**Brief**
Return the following from the records below: each line, word for word, starting with the line that contains "filename src/pool/worker.rs" and going on through the line that contains "pub(crate) fn spawn(id: usize, queue: Arc<TaskQueue>)", with nothing outside that range.

**Dataset records**
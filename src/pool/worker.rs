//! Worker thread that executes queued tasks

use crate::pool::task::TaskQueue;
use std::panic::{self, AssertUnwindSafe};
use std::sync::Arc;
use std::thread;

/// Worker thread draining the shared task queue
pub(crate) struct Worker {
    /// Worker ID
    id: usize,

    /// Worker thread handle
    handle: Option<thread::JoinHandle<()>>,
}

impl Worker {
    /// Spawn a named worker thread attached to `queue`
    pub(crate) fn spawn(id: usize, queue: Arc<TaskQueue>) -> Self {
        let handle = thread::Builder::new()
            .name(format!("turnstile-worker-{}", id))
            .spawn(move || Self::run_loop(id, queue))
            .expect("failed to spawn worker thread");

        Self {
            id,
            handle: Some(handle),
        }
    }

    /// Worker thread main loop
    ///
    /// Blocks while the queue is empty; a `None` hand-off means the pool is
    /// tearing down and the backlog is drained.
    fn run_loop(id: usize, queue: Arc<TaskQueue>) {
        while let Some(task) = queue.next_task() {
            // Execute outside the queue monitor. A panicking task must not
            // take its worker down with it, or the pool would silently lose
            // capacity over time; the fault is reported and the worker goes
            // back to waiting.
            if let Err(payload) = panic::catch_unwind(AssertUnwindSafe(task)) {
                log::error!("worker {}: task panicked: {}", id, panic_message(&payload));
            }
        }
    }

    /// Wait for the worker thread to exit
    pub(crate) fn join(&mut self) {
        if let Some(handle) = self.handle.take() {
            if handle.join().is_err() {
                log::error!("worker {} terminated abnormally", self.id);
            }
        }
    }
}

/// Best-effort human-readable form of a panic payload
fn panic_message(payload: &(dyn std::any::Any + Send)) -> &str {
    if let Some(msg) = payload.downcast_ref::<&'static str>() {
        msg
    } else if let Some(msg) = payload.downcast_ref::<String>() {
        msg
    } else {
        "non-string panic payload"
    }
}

--

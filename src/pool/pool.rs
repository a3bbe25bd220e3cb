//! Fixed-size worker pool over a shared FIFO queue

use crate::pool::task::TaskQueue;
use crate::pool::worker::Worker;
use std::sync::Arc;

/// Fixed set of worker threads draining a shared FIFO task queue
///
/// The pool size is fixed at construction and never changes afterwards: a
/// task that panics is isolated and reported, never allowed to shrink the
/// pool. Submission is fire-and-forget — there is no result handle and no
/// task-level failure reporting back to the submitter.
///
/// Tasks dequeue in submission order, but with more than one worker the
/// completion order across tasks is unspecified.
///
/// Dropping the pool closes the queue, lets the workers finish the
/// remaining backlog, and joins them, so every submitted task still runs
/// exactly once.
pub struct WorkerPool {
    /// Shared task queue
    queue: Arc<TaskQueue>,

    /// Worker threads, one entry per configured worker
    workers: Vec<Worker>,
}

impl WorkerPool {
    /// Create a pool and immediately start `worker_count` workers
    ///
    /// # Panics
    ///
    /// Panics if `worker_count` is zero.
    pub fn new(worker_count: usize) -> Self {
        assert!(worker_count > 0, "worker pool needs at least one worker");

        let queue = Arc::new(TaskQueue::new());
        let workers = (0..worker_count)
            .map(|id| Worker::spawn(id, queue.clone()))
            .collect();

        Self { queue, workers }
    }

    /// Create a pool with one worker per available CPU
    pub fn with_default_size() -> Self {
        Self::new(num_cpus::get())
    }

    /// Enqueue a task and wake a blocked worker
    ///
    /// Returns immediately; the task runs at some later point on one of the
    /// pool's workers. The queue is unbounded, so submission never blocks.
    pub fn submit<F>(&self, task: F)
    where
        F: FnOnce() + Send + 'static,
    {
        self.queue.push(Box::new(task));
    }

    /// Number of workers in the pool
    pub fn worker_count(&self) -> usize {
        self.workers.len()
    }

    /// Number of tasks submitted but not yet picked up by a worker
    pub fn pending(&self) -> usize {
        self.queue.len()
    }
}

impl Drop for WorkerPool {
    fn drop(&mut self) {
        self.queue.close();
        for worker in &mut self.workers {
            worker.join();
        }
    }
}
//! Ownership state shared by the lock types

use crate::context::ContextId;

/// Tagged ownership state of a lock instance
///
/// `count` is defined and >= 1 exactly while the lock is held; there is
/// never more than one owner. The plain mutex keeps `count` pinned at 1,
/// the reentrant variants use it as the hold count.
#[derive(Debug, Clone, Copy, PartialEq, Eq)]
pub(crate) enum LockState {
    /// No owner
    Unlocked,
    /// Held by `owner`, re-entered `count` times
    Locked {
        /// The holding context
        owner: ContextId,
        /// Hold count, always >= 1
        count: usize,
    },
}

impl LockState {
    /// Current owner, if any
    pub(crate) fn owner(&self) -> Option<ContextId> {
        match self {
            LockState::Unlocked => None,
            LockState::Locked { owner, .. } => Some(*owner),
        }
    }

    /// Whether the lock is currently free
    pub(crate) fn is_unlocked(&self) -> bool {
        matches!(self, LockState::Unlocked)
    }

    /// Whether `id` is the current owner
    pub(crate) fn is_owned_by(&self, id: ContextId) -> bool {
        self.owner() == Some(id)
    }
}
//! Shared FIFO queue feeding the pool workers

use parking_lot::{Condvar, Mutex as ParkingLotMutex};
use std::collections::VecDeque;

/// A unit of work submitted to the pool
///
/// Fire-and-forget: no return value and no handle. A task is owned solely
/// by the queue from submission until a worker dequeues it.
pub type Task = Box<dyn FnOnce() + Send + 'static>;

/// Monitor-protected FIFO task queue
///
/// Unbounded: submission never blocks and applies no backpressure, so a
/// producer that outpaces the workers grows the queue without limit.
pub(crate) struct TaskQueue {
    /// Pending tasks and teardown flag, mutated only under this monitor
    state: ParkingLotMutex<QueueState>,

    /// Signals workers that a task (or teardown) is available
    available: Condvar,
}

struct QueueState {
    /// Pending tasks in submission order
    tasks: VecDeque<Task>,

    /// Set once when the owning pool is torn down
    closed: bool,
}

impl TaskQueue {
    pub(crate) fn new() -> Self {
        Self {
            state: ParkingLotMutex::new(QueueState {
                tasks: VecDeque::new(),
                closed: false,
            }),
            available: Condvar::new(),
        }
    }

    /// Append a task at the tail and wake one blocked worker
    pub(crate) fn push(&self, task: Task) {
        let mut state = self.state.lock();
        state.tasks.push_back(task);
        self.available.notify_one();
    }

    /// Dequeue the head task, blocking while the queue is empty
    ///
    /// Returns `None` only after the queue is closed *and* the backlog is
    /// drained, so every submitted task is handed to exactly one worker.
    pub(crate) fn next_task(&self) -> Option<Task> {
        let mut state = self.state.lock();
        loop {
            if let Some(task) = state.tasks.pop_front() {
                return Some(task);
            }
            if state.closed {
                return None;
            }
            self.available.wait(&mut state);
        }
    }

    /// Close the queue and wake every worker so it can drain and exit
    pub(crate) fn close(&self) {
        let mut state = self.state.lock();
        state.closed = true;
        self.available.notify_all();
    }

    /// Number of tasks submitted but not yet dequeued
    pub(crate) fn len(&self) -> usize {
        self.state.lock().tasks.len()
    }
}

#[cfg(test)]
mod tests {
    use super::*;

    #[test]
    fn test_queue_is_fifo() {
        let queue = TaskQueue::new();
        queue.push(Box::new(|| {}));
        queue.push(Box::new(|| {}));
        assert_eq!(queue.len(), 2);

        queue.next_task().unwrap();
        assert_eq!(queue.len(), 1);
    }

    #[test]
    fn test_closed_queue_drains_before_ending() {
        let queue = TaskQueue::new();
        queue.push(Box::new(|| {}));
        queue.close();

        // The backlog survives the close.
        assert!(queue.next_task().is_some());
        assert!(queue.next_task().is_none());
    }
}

**Response to this exercise**
filename src/pool/worker.rs
//! Worker thread that executes queued tasks

use crate::pool::task::TaskQueue;
use std::panic::{self, AssertUnwindSafe};
use std::sync::Arc;
use std::thread;

/// Worker thread draining the shared task queue
pub(crate) struct Worker {
    /// Worker ID
    id: usize,

    /// Worker thread handle
    handle: Option<thread::JoinHandle<()>>,
}

impl Worker {
    /// Spawn a named worker thread attached to `queue`
    pub(crate) fn spawn(id: usize, queue: Arc<TaskQueue>) -> Self {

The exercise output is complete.